- PROBLEM STATEMENT:
Each record must be repeated exactly. None may be dropped.

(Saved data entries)

● ● ● ●

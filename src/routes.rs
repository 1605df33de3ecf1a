//! HTTP Surface
//!
//! Builds every component of a node from its configuration and mounts
//! their handlers on one axum router.

use crate::catalog::CatalogStore;
use crate::config::NodeConfig;
use crate::indexer::Indexer;
use crate::indexer::handlers::{handle_total_file_size, handle_trigger_index};
use crate::membership::handlers::{
    handle_announce, handle_announce_reply, handle_heartbeat, handle_nodes,
};
use crate::membership::protocol::{
    ENDPOINT_ANNOUNCE, ENDPOINT_ANNOUNCE_REPLY, ENDPOINT_HEARTBEAT, ENDPOINT_NODES,
};
use crate::membership::{FailureDetector, MembershipService, PeerClient};
use crate::search::SearchCoordinator;
use crate::search::handlers::{
    handle_global_search, handle_hash_search, handle_json_global_search, handle_local_search,
};
use crate::search::types::{
    ENDPOINT_GLOBAL_SEARCH, ENDPOINT_HASH_SEARCH, ENDPOINT_JSON_GLOBAL_SEARCH,
    ENDPOINT_LOCAL_SEARCH,
};

use axum::routing::{get, post};
use axum::{Extension, Router};
use std::sync::Arc;

pub const ENDPOINT_INDEXER: &str = "/indexer";
pub const ENDPOINT_TOTAL_FILE_SIZE: &str = "/total_file_size";

/// The shared components of one running node.
#[derive(Clone)]
pub struct NodeContext {
    pub catalog: Arc<dyn CatalogStore>,
    pub indexer: Arc<Indexer>,
    pub membership: Arc<MembershipService>,
    pub detector: Arc<FailureDetector>,
    pub search: Arc<SearchCoordinator>,
}

impl NodeContext {
    pub fn build(config: &NodeConfig, catalog: Arc<dyn CatalogStore>) -> Self {
        let client = PeerClient::new(config.peer_timeout(), config.announce_backoff());
        let membership =
            MembershipService::new(config.node_id.clone(), config.seed_peers(), client);
        let detector = FailureDetector::new(membership.clone(), config.connectivity_url.clone());
        let indexer = Indexer::new(catalog.clone(), config.directory.clone());
        let search = SearchCoordinator::new(
            catalog.clone(),
            membership.clone(),
            config.protocol(),
            config.search_fanout_limit,
        );

        Self {
            catalog,
            indexer,
            membership,
            detector,
            search,
        }
    }
}

pub fn create_router(ctx: &NodeContext) -> Router {
    Router::new()
        .route(ENDPOINT_ANNOUNCE, post(handle_announce))
        .route(ENDPOINT_ANNOUNCE_REPLY, post(handle_announce_reply))
        .route(ENDPOINT_HEARTBEAT, get(handle_heartbeat))
        .route(ENDPOINT_NODES, get(handle_nodes))
        .route(ENDPOINT_LOCAL_SEARCH, post(handle_local_search))
        .route(ENDPOINT_GLOBAL_SEARCH, post(handle_global_search))
        .route(ENDPOINT_JSON_GLOBAL_SEARCH, post(handle_json_global_search))
        .route(ENDPOINT_HASH_SEARCH, get(handle_hash_search))
        .route(ENDPOINT_INDEXER, post(handle_trigger_index))
        .route(ENDPOINT_TOTAL_FILE_SIZE, get(handle_total_file_size))
        .layer(Extension(ctx.catalog.clone()))
        .layer(Extension(ctx.indexer.clone()))
        .layer(Extension(ctx.membership.clone()))
        .layer(Extension(ctx.search.clone()))
}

● ● ● ●

- RESPONSE FOR THIS EXERCISE:
filename src/routes.rs
repository 1605df33de3ecf1a
//! HTTP Surface
//!
//! Builds every component of a node from its configuration and mounts
//! their handlers on one axum router.

use crate::catalog::CatalogStore;
use crate::config::NodeConfig;
use crate::indexer::Indexer;
use crate::indexer::handlers::{handle_total_file_size, handle_trigger_index};
use crate::membership::handlers::{
    handle_announce, handle_announce_reply, handle_heartbeat, handle_nodes,
};
use crate::membership::protocol::{
    ENDPOINT_ANNOUNCE, ENDPOINT_ANNOUNCE_REPLY, ENDPOINT_HEARTBEAT, ENDPOINT_NODES,
};
use crate::membership::{FailureDetector, MembershipService, PeerClient};
use crate::search::SearchCoordinator;
use crate::search::handlers::{
    handle_global_search, handle_hash_search, handle_json_global_search, handle_local_search,
};
use crate::search::types::{
    ENDPOINT_GLOBAL_SEARCH, ENDPOINT_HASH_SEARCH, ENDPOINT_JSON_GLOBAL_SEARCH,
    ENDPOINT_LOCAL_SEARCH,
};

use axum::routing::{get, post};
use axum::{Extension, Router};
use std::sync::Arc;

pub const ENDPOINT_INDEXER: &str = "/indexer";
pub const ENDPOINT_TOTAL_FILE_SIZE: &str = "/total_file_size";

/// The shared components of one running node.
#[derive(Clone)]
pub struct NodeContext {
    pub catalog: Arc<dyn CatalogStore>,
    pub indexer: Arc<Indexer>,
    pub membership: Arc<MembershipService>,
    pub detector: Arc<FailureDetector>,
    pub search: Arc<SearchCoordinator>,
}

impl NodeContext {
    pub fn build(config: &NodeConfig, catalog: Arc<dyn CatalogStore>) -> Self {
        let client = PeerClient::new(config.peer_timeout(), config.announce_backoff());
        let membership =
            MembershipService::new(config.node_id.clone(), config.seed_peers(), client);
        let detector = FailureDetector::new(membership.clone(), config.connectivity_url.clone());
        let indexer = Indexer::new(catalog.clone(), config.directory.clone());
        let search = SearchCoordinator::new(
            catalog.clone(),
            membership.clone(),
            config.protocol(),
            config.search_fanout_limit,
        );

        Self {
            catalog,
            indexer,
            membership,
            detector,
            search,
        }
    }
}

pub fn create_router(ctx: &NodeContext) -> Router {
    Router::new()
        .route(ENDPOINT_ANNOUNCE, post(handle_announce))
        .route(ENDPOINT_ANNOUNCE_REPLY, post(handle_announce_reply))
        .route(ENDPOINT_HEARTBEAT, get(handle_heartbeat))
        .route(ENDPOINT_NODES, get(handle_nodes))
        .route(ENDPOINT_LOCAL_SEARCH, post(handle_local_search))
        .route(ENDPOINT_GLOBAL_SEARCH, post(handle_global_search))
        .route(ENDPOINT_JSON_GLOBAL_SEARCH, post(handle_json_global_search))
        .route(ENDPOINT_HASH_SEARCH, get(handle_hash_search))
        .route(ENDPOINT_INDEXER, post(handle_trigger_index))
        .route(ENDPOINT_TOTAL_FILE_SIZE, get(handle_total_file_size))
        .layer(Extension(ctx.catalog.clone()))
        .layer(Extension(ctx.indexer.clone()))
        .layer(Extension(ctx.membership.clone()))
        .layer(Extension(ctx.search.clone()))
}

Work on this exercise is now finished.